(RAW DATA Opens)

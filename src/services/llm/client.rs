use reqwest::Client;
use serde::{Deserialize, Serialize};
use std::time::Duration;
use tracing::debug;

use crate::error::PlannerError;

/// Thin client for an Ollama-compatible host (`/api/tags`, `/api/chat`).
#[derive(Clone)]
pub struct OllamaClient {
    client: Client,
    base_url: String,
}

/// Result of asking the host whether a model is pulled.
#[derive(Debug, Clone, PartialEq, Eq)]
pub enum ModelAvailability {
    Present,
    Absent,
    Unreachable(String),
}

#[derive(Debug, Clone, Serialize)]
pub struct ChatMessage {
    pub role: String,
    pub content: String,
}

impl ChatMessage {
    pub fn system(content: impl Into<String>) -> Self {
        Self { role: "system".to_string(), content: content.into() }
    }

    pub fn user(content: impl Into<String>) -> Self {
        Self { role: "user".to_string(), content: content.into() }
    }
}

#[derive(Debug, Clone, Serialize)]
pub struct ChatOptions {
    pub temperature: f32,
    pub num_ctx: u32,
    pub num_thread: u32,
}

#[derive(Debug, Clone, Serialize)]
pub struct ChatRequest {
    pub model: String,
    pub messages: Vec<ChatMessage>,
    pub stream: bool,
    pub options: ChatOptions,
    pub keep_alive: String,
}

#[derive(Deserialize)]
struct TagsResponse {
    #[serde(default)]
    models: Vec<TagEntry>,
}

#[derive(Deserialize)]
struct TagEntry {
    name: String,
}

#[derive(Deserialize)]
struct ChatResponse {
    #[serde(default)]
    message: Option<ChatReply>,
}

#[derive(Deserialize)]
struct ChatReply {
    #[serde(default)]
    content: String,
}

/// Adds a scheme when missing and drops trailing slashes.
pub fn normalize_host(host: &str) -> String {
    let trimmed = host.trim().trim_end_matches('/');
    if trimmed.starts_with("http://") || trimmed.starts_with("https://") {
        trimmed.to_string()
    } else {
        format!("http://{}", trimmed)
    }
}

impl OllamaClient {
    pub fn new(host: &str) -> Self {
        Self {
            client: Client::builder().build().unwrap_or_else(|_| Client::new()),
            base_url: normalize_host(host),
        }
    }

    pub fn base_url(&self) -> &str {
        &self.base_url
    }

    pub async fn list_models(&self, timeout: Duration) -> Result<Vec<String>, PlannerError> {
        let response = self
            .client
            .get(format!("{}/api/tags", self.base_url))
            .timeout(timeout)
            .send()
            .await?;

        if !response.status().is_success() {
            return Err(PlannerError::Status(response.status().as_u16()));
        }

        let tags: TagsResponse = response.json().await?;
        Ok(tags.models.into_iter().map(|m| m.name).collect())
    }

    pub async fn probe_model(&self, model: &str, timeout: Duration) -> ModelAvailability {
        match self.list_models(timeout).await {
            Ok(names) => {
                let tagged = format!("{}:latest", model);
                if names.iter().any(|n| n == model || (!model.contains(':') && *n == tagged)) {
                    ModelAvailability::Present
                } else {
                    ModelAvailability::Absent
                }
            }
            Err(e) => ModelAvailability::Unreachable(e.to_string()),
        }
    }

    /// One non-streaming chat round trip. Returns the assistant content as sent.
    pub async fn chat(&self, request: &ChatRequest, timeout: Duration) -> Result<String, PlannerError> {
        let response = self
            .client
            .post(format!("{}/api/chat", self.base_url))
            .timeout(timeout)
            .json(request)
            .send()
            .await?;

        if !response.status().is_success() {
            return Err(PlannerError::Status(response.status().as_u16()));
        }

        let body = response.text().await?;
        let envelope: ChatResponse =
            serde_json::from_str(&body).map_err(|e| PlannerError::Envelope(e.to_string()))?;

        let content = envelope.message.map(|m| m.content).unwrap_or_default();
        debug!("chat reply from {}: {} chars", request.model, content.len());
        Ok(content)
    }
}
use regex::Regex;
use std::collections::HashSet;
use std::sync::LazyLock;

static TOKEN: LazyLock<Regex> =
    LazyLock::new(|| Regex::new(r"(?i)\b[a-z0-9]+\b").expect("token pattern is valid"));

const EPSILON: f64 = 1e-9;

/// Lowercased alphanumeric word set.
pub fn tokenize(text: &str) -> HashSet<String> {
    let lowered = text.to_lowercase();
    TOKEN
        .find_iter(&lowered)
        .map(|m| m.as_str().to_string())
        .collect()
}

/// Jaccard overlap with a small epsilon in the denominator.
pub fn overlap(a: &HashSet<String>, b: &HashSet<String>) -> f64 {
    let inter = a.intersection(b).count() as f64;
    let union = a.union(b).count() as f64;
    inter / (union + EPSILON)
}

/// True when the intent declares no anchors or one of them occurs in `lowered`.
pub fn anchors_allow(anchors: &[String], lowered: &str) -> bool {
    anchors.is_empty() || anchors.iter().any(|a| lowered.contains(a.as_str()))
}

(RAW DATA Closes)

§ **TASK STATEMENT**: Above are the entries; copy every line among them that contains the word "text".

§ **ANSWER FOR THIS EXERCISE**:
        let body = response.text().await?;
pub fn tokenize(text: &str) -> HashSet<String> {
    let lowered = text.to_lowercase();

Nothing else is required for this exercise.